[Saved entries]
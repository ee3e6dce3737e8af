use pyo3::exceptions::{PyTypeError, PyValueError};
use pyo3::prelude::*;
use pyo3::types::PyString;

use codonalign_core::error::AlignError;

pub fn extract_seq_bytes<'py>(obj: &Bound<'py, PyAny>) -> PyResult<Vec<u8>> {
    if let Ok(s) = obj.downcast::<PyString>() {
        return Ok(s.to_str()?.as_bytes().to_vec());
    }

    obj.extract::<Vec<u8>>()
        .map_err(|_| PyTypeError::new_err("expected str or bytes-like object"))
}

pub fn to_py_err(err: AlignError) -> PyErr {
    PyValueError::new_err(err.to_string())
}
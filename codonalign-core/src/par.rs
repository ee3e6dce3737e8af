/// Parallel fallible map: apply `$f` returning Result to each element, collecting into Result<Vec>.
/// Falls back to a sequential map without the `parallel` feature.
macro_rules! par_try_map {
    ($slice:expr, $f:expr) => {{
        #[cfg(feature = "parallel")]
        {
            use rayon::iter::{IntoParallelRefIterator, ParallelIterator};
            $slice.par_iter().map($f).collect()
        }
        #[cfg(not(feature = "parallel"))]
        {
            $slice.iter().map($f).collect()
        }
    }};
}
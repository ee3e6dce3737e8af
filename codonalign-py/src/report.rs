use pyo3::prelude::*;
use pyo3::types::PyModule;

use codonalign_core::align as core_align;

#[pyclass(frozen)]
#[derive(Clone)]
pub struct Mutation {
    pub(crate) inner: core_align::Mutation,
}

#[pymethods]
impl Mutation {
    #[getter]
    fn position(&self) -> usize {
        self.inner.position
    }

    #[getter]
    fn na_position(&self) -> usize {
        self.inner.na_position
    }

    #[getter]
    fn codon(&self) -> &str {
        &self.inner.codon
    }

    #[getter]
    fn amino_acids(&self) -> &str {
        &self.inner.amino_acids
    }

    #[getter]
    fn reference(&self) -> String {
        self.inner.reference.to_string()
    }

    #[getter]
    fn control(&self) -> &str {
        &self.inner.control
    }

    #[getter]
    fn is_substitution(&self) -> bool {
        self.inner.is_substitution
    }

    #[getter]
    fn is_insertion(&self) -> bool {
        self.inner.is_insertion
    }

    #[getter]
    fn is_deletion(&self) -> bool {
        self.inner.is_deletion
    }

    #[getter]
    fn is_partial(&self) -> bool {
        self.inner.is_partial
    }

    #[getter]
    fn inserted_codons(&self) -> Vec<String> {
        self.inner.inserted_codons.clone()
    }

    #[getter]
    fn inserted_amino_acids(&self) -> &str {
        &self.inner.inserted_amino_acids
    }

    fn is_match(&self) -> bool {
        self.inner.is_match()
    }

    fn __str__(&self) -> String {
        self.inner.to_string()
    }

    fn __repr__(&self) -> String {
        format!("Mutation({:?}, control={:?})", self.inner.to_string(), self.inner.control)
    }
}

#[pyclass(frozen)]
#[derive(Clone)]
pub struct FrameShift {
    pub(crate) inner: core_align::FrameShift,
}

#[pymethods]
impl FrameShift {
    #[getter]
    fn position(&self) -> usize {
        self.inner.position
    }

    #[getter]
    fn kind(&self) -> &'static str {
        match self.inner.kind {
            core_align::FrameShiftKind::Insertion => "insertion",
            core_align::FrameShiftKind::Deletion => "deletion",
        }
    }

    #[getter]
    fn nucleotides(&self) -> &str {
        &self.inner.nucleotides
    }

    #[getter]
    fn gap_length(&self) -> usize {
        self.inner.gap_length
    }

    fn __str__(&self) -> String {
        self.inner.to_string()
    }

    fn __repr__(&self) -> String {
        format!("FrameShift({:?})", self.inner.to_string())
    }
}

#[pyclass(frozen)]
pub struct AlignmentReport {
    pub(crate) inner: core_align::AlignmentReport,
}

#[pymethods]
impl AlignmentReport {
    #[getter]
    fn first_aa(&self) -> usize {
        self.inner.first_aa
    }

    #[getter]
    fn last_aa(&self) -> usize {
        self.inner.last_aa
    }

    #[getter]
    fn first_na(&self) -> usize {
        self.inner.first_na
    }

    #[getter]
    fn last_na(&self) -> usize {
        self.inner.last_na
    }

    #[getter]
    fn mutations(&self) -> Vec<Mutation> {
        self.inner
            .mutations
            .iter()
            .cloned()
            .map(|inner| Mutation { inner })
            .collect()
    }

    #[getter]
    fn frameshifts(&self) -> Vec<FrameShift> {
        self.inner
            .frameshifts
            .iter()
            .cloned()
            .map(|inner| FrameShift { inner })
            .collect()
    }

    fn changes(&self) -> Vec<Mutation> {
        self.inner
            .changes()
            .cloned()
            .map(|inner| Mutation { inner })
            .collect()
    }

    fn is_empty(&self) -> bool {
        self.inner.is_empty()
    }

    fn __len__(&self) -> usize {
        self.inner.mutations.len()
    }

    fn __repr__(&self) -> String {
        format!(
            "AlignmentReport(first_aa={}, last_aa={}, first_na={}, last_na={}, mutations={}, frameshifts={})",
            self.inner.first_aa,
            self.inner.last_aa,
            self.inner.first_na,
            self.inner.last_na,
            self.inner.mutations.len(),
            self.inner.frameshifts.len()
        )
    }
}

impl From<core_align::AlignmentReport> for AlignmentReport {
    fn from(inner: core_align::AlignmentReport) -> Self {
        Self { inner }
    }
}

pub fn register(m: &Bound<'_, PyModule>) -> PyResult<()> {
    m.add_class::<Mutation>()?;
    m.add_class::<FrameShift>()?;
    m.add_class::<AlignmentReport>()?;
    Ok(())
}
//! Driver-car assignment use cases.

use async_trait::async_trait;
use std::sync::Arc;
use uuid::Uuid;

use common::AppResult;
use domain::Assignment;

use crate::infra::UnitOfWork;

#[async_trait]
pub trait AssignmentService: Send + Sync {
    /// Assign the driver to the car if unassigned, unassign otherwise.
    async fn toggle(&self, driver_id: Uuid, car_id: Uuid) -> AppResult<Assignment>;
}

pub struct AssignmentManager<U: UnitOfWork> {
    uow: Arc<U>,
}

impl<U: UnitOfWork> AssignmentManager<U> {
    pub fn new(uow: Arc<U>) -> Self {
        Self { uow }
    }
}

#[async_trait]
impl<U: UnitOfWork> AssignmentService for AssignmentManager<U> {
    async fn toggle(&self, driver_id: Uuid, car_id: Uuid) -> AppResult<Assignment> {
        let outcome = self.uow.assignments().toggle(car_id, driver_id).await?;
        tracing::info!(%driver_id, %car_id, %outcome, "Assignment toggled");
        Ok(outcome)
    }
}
* * *
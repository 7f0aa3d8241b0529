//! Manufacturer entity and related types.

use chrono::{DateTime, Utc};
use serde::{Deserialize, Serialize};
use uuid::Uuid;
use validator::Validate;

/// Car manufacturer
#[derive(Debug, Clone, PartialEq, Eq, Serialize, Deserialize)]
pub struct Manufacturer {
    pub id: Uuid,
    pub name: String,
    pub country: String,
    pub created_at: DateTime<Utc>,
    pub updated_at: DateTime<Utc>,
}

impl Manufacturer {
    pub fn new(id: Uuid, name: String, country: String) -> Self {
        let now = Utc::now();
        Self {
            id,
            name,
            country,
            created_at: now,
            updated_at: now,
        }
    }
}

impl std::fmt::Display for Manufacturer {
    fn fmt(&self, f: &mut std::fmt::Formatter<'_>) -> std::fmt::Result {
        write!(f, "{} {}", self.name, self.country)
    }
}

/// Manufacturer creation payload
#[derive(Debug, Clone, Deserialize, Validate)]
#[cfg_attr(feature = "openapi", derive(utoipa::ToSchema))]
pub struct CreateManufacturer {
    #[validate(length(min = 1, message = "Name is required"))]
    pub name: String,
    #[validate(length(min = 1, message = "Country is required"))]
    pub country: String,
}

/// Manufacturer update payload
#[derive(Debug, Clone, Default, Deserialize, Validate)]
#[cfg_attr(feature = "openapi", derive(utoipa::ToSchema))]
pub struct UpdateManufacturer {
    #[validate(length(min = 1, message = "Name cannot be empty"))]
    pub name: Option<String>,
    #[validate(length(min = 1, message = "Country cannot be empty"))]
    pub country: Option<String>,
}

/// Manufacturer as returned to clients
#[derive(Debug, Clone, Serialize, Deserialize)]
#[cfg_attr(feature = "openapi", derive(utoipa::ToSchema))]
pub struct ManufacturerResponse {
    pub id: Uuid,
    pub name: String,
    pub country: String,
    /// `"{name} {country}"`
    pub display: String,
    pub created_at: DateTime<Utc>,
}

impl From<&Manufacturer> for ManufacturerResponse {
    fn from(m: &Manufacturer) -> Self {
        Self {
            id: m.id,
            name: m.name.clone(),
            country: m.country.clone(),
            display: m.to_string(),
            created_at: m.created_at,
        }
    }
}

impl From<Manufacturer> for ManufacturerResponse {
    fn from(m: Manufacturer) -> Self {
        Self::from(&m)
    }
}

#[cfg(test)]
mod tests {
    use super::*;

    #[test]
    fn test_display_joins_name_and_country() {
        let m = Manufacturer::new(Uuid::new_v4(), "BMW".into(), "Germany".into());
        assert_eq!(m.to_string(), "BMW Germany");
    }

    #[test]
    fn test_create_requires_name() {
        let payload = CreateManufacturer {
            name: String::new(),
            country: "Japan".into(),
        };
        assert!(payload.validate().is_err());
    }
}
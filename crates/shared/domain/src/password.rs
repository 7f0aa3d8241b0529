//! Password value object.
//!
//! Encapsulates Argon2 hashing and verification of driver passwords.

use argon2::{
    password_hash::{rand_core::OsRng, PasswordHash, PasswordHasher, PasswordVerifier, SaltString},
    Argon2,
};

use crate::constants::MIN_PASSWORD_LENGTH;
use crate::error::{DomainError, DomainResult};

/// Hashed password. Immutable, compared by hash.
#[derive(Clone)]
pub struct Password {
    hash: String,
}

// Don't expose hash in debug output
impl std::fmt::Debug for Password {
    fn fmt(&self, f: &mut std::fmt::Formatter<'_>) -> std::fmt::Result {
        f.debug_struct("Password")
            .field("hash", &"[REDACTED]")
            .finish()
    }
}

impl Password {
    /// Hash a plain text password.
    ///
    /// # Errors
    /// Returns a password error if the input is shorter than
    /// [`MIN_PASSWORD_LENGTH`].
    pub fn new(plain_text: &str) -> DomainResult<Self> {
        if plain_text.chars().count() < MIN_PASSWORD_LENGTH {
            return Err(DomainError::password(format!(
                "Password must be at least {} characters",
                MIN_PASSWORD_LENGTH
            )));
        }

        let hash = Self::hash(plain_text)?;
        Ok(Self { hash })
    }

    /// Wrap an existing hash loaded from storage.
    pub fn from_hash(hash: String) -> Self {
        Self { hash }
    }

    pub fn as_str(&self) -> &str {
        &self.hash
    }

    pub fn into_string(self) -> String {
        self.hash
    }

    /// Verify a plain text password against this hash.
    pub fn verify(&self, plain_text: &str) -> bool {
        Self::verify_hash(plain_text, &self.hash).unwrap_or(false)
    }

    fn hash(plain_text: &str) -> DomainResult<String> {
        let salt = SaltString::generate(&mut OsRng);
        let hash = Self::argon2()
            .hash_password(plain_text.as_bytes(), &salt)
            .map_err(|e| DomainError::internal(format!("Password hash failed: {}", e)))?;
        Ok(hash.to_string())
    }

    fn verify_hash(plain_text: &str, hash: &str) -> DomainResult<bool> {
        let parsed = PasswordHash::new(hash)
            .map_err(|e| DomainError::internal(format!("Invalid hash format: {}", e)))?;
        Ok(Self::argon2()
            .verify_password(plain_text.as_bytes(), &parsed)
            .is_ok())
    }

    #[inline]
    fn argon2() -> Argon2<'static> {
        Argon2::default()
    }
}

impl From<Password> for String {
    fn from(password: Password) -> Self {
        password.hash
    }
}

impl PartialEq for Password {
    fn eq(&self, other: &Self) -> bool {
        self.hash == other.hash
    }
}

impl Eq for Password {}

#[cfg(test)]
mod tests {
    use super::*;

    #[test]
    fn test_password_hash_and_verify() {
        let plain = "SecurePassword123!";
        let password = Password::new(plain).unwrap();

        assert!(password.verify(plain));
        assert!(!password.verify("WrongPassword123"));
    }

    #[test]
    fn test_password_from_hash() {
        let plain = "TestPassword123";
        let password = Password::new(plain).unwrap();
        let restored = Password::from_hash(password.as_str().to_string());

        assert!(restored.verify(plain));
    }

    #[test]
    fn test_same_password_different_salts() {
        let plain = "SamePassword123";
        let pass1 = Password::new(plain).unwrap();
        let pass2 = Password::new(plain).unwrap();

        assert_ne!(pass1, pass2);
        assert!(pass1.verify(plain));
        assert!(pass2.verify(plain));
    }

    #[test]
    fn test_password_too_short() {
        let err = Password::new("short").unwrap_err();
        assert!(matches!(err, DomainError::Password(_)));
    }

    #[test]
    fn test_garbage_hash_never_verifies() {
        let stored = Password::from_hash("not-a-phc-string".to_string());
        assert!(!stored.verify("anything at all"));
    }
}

Aim of the exercise: Which lines of the records above contain the word "control"? Show each of them.

Task solution:
    fn control(&self) -> &str {
        &self.inner.control
        format!("Mutation({:?}, control={:?})", self.inner.to_string(), self.inner.control)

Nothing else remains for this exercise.